Closed adelavega closed 1 year ago

adelavega commented 1 year ago

This might be a silly question but I search

"functional MRI"[Abstract] in PMC and got >6000 hits

However, in pubget I tried to make the same query using a file with the contents: (functional MRI[Abstract])

and I only got ~3k hits.

Any idea why the discrepancy or what I'm doing wrong?

BTW, goal here is to add studies that don't mention "fMRI" but do mention "functional MRI". This seems to account for a fair amount of "missing" studies.

jeromedockes commented 1 year ago

I think that might be the same question as #27 -- by default the PMC web interface will show all matches, but pubget only downloads those that are in the open access subset, which is usually around half. to see those in the website, on the left in the list of "article attributes" click on "open access"
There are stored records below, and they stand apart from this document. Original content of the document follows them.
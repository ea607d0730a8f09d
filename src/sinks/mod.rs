//! Destination sinks
//!
//! One sink per destination tag, registered once at logger construction.
//! Custom formatter overrides replace the formatter entry only, never the
//! delivery function.

pub mod console;
pub mod crash_sdk;
pub mod file;
pub mod http;

pub use console::ConsoleSink;
pub use crash_sdk::{CrashReport, CrashSdk, CrashSdkSink, NoopCrashSdk};
pub use file::FileSink;
pub use http::HttpSink;

use crate::core::{Destination, LoggerConfig, Payload, Result, Severity};
use async_trait::async_trait;
use parking_lot::RwLock;
use std::sync::Arc;

/// Trait for destination sinks
///
/// A sink accepts a formatted payload and attempts delivery, possibly
/// failing. The dispatcher contains the failure; a sink never needs to.
#[async_trait]
pub trait Sink: Send + Sync {
    /// Deliver a formatted payload at the given severity
    async fn deliver(&self, level: Severity, payload: &Payload) -> Result<()>;

    /// Get the sink name
    fn name(&self) -> &str;
}

/// Fixed table mapping destination tag to delivery function, built once at
/// logger construction.
pub(crate) struct SinkRegistry {
    console: ConsoleSink,
    crash_sdk: CrashSdkSink,
    http: HttpSink,
    file: FileSink,
}

impl SinkRegistry {
    pub(crate) fn new(
        config: Arc<RwLock<LoggerConfig>>,
        sdk: Arc<dyn CrashSdk>,
        console_colors: bool,
    ) -> Self {
        Self {
            console: ConsoleSink::with_colors(console_colors),
            crash_sdk: CrashSdkSink::new(sdk),
            http: HttpSink::new(Arc::clone(&config)),
            file: FileSink::new(config),
        }
    }

    pub(crate) fn get(&self, destination: Destination) -> &dyn Sink {
        match destination {
            Destination::Console => &self.console,
            Destination::CrashSdk => &self.crash_sdk,
            Destination::HttpRemote => &self.http,
            Destination::FileSink => &self.file,
        }
    }
}

/// Extract a printable message from a caught panic payload
pub(crate) fn panic_message(panic_info: Box<dyn std::any::Any + Send>) -> String {
    if let Some(s) = panic_info.downcast_ref::<&str>() {
        s.to_string()
    } else if let Some(s) = panic_info.downcast_ref::<String>() {
        s.clone()
    } else {
        "Unknown panic".to_string()
    }
}
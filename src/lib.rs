//! # Fanout Logger
//!
//! An application-side logging facade that fans log records out to multiple
//! destinations: the console, a crash/analytics SDK, a remote HTTP endpoint,
//! and an injected file-sink callback.
//!
//! ## Features
//!
//! - **Severity filtering**: a single minimum-level threshold, with a `None`
//!   sentinel that silences all output
//! - **Per-destination shapes**: flat console records, preformatted SDK
//!   lines, nested remote/file records, plus full custom-formatter overrides
//! - **Contained failures**: a log call never raises to its caller; every
//!   delivery failure degrades to a console notice
//! - **Ordered delivery**: destinations within one call are delivered
//!   strictly in sequence

pub mod core;
pub mod macros;
pub mod sinks;

pub mod prelude {
    pub use crate::core::{
        default_format, Destination, FieldValue, Fields, FlatRecord, LogRecord, Logger,
        LoggerBuilder, LoggerConfig, LoggerError, NestedRecord, Payload, Result, Severity,
    };
    pub use crate::sinks::{CrashReport, CrashSdk, NoopCrashSdk, Sink};
}

pub use crate::core::{
    default_format, Destination, FieldValue, Fields, FlatRecord, LogRecord, Logger, LoggerBuilder,
    LoggerConfig, LoggerError, NestedRecord, Payload, Result, Severity,
};
pub use crate::sinks::{CrashReport, CrashSdk, NoopCrashSdk, Sink};
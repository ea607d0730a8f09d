//! Console sink implementation

use super::Sink;
use crate::core::{Payload, Result, Severity};
use async_trait::async_trait;
use colored::Colorize;

/// Writes formatted payloads to stdout or stderr, selected by severity:
/// Debug/Info/Warn go to stdout, Error/Crash to stderr.
pub struct ConsoleSink {
    use_colors: bool,
}

impl ConsoleSink {
    pub fn new() -> Self {
        Self { use_colors: true }
    }

    pub fn with_colors(use_colors: bool) -> Self {
        Self { use_colors }
    }

    fn render(&self, level: Severity, payload: &Payload) -> Result<String> {
        let body = match payload {
            Payload::Line(line) => line.clone(),
            other => serde_json::to_string(other)?,
        };

        let tag = if self.use_colors {
            format!("{:5}", level.to_str())
                .color(level.color_code())
                .to_string()
        } else {
            format!("{:5}", level.to_str())
        };

        Ok(format!("[{}] {}", tag, body))
    }
}

impl Default for ConsoleSink {
    fn default() -> Self {
        Self::new()
    }
}

#[async_trait]
impl Sink for ConsoleSink {
    async fn deliver(&self, level: Severity, payload: &Payload) -> Result<()> {
        let line = self.render(level, payload)?;
        if level.is_error_stream() {
            eprintln!("{}", line);
        } else {
            println!("{}", line);
        }
        Ok(())
    }

    fn name(&self) -> &str {
        "console"
    }
}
interestingly when I search PMC with that query I only get 5921 results -- but that's close

jeromedockes commented 1 year ago

BTW, goal here is to add studies that don't mention "fMRI" but do mention "functional MRI". This seems to account for a fair amount of "missing" studies.

interesting! I'll add it to this example query and run it again to see how many papers we get

adelavega commented 1 year ago

Ah yes, that explains it. I meant ~6000, so the same number you got actually. Closing.
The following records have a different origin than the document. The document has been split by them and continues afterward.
impl Logger {
    /// Create a logger with default configuration and no crash-reporting
    /// backend
    #[must_use]
    pub fn new() -> Self {
        LoggerBuilder::new().build()
    }

    /// Create a builder for Logger
    #[must_use]
    pub fn builder() -> LoggerBuilder {
        LoggerBuilder::new()
    }

    // ---- configuration setters (fluent, infallible) ----

    pub fn set_min_level(&self, level: Severity) -> &Self {
        self.config.write().min_level = level;
        self
    }

    pub fn set_destinations(&self, destinations: Vec<Destination>) -> &Self {
        self.config.write().destinations = destinations;
        self
    }

    /// Shallow-merge fields into the global context; same-named keys are
    /// overwritten, nested values are never deep-merged.
    pub fn set_context(&self, context: Fields) -> &Self {
        self.config.write().context.merge(&context);
        self
    }

    pub fn set_context_field<K, V>(&self, key: K, value: V) -> &Self
    where
        K: Into<String>,
        V: Into<FieldValue>,
    {
        self.config.write().context.add_field(key, value);
        self
    }

    pub fn set_enabled(&self, enabled: bool) -> &Self {
        self.config.write().enabled = enabled;
        self
    }

    /// Register a custom formatter that fully overrides the default for one
    /// destination
    pub fn set_formatter<F>(&self, destination: Destination, formatter: F) -> &Self
    where
        F: Fn(&LogRecord) -> Payload + Send + Sync + 'static,
    {
        self.config
            .write()
            .formatters
            .insert(destination, Arc::new(formatter));
        self
    }

    pub fn set_remote_endpoint(&self, url: impl Into<String>) -> &Self {
        self.config.write().remote_endpoint = Some(url.into());
        self
    }

    pub fn set_file_sink<F>(&self, callback: F) -> &Self
    where
        F: Fn(&Payload) + Send + Sync + 'static,
    {
        self.config.write().file_sink = Some(Arc::new(callback));
        self
    }

    // ---- configuration accessors ----

    pub fn min_level(&self) -> Severity {
        self.config.read().min_level
    }

    pub fn destinations(&self) -> Vec<Destination> {
        self.config.read().destinations.clone()
    }

    pub fn context(&self) -> Fields {
        self.config.read().context.clone()
    }

    pub fn is_enabled(&self) -> bool {
        self.config.read().enabled
    }

    // ---- dispatch ----

    /// True when a call at `level` would be delivered: the logger is enabled
    /// and the level's rank reaches the configured minimum. A minimum of
    /// `Severity::None` outranks every real level and silences everything.
    pub fn should_emit(&self, level: Severity) -> bool {
        let config = self.config.read();
        config.enabled && level.rank() >= config.min_level.rank()
    }

    /// Format a record for one destination: a registered custom formatter
    /// fully overrides the built-in default shape.
    pub fn format(&self, destination: Destination, record: &LogRecord) -> Payload {
        let custom = { self.config.read().formatters.get(&destination).cloned() };
        match custom {
            Some(formatter) => formatter(record),
            None => default_format(destination, record),
        }
    }

    /// Dispatch one log call to the given destinations, or to the configured
    /// default list when none are given.
    ///
    /// Destinations are delivered strictly in order: destination N+1 does
    /// not start until destination N's attempt has completed, success or
    /// failure. Each destination gets a freshly timestamped record. Every
    /// failure (formatter panic included) degrades to a console notice; this
    /// method never panics across the loop and never returns an error.
    pub async fn dispatch(
        &self,
        level: Severity,
        message: &str,
        data: Fields,
        destinations: Option<Vec<Destination>>,
    ) {
        if !self.should_emit(level) {
            return;
        }

        let (targets, context) = {
            let config = self.config.read();
            (
                destinations.unwrap_or_else(|| config.destinations.clone()),
                config.context.clone(),
            )
        };

        for destination in targets {
            let record = LogRecord::new(level, message, data.clone(), context.clone());

            let payload = match catch_unwind(AssertUnwindSafe(|| self.format(destination, &record)))
            {
                Ok(payload) => payload,
                Err(panic) => {
                    eprintln!(
                        "[LOGGER ERROR] Formatter for {} panicked: {}",
                        destination,
                        panic_message(panic)
                    );
                    continue;
                }
            };

            if let Err(e) = self.sinks.get(destination).deliver(level, &payload).await {
                eprintln!("[LOGGER ERROR] Delivery to {} failed: {}", destination, e);
            }
        }
    }

    // ---- fire-and-forget convenience wrappers ----

    /// Spawn a dispatch at `level` to the configured destinations.
    ///
    /// Must be called within a tokio runtime. The returned handle may be
    /// ignored; there is no delivery confirmation.
    pub fn log(&self, level: Severity, message: impl Into<String>, data: Fields) -> JoinHandle<()> {
        let logger = self.clone();
        let message = message.into();
        tokio::spawn(async move { logger.dispatch(level, &message, data, None).await })
    }

    #[inline]
    pub fn debug(&self, message: impl Into<String>, data: Fields) -> JoinHandle<()> {
        self.log(Severity::Debug, message, data)
    }

    #[inline]
    pub fn info(&self, message: impl Into<String>, data: Fields) -> JoinHandle<()> {
        self.log(Severity::Info, message, data)
    }

    #[inline]
    pub fn warn(&self, message: impl Into<String>, data: Fields) -> JoinHandle<()> {
        self.log(Severity::Warn, message, data)
    }

    #[inline]
    pub fn error(&self, message: impl Into<String>, data: Fields) -> JoinHandle<()> {
        self.log(Severity::Error, message, data)
    }

    /// Log to the console destination only, bypassing the configured list
    pub fn console_only(
        &self,
        level: Severity,
        message: impl Into<String>,
        data: Fields,
    ) -> JoinHandle<()> {
        let logger = self.clone();
        let message = message.into();
        tokio::spawn(async move {
            logger
                .dispatch(level, &message, data, Some(vec![Destination::Console]))
                .await
        })
    }

    /// Log to the crash-SDK destination only, bypassing the configured list
    pub fn sdk_only(
        &self,
        level: Severity,
        message: impl Into<String>,
        data: Fields,
    ) -> JoinHandle<()> {
        let logger = self.clone();
        let message = message.into();
        tokio::spawn(async move {
            logger
                .dispatch(level, &message, data, Some(vec![Destination::CrashSdk]))
                .await
        })
    }

    // ---- SDK-coupled operations ----

    /// Log a named user event at info level to the SDK destination, then
    /// invoke the SDK's native user-event API.
    ///
    /// The log half runs inside the dispatcher's normal failure containment.
    /// The native user-event call is a second, independent statement with no
    /// containment of its own; its error propagates to the caller.
    pub async fn log_user_event(&self, name: &str, data: Fields) -> crate::core::Result<()> {
        self.dispatch(
            Severity::Info,
            name,
            data.clone(),
            Some(vec![Destination::CrashSdk]),
        )
        .await;

        self.sdk.record_user_event(name, &data).await
    }

    /// Log a crash-level entry through the normal dispatch path, and
    /// unconditionally forward a structured crash report to the
    /// crash-reporting backend, regardless of the configured destinations or
    /// the enabled flag. A failing report degrades to a console notice.
    pub async fn report_crash(&self, name: &str, message: &str, data: Fields) {
        self.dispatch(Severity::Crash, message, data.clone(), None)
            .await;

        let report = CrashReport::from_fields(name, message, &data);
        if let Err(e) = self.sdk.report_error(&report).await {
            eprintln!("[LOGGER ERROR] Crash report delivery failed: {}", e);
        }
    }

    /// One-time application setup: route logs to console and the crash SDK,
    /// merge application info into the global context, lower the threshold
    /// to debug in development builds, and announce initialization.
    ///
    /// Setup failures degrade to a console notice inside `dispatch`; the
    /// application continues with whatever configuration succeeded.
    pub async fn init(&self, development: bool, app_info: Fields) {
        self.set_destinations(vec![Destination::Console, Destination::CrashSdk])
            .set_context(app_info)
            .set_min_level(if development {
                Severity::Debug
            } else {
                Severity::Info
            });

        self.dispatch(Severity::Info, "logger initialized", Fields::new(), None)
            .await;
    }
}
For studies that are indexed in PMC but are not open access, does that mean NIH has the manuscript but it's not freely accessible?

This is actually good to know because my currently strategy using ACE hsa been to skip studies that have a pubmed central ID, but now I'm worried that I'm skipping a lot of studies that I can't get through PubMedCentral but have an ID assigned.

adelavega commented 1 year ago

Regarding "functional MRI" as a query, I compared it to the example query, and I was able to find an additional 124 studies with coordinates, so a little over 10% more

jeromedockes commented 1 year ago

For studies that are indexed in PMC but are not open access, does that mean NIH has the manuscript but it's not freely accessible?

This is actually good to know because my currently strategy using ACE hsa been to skip studies that have a pubmed central ID, but now I'm worried that I'm skipping a lot of studies that I can't get through PubMedCentral but have an ID assigned.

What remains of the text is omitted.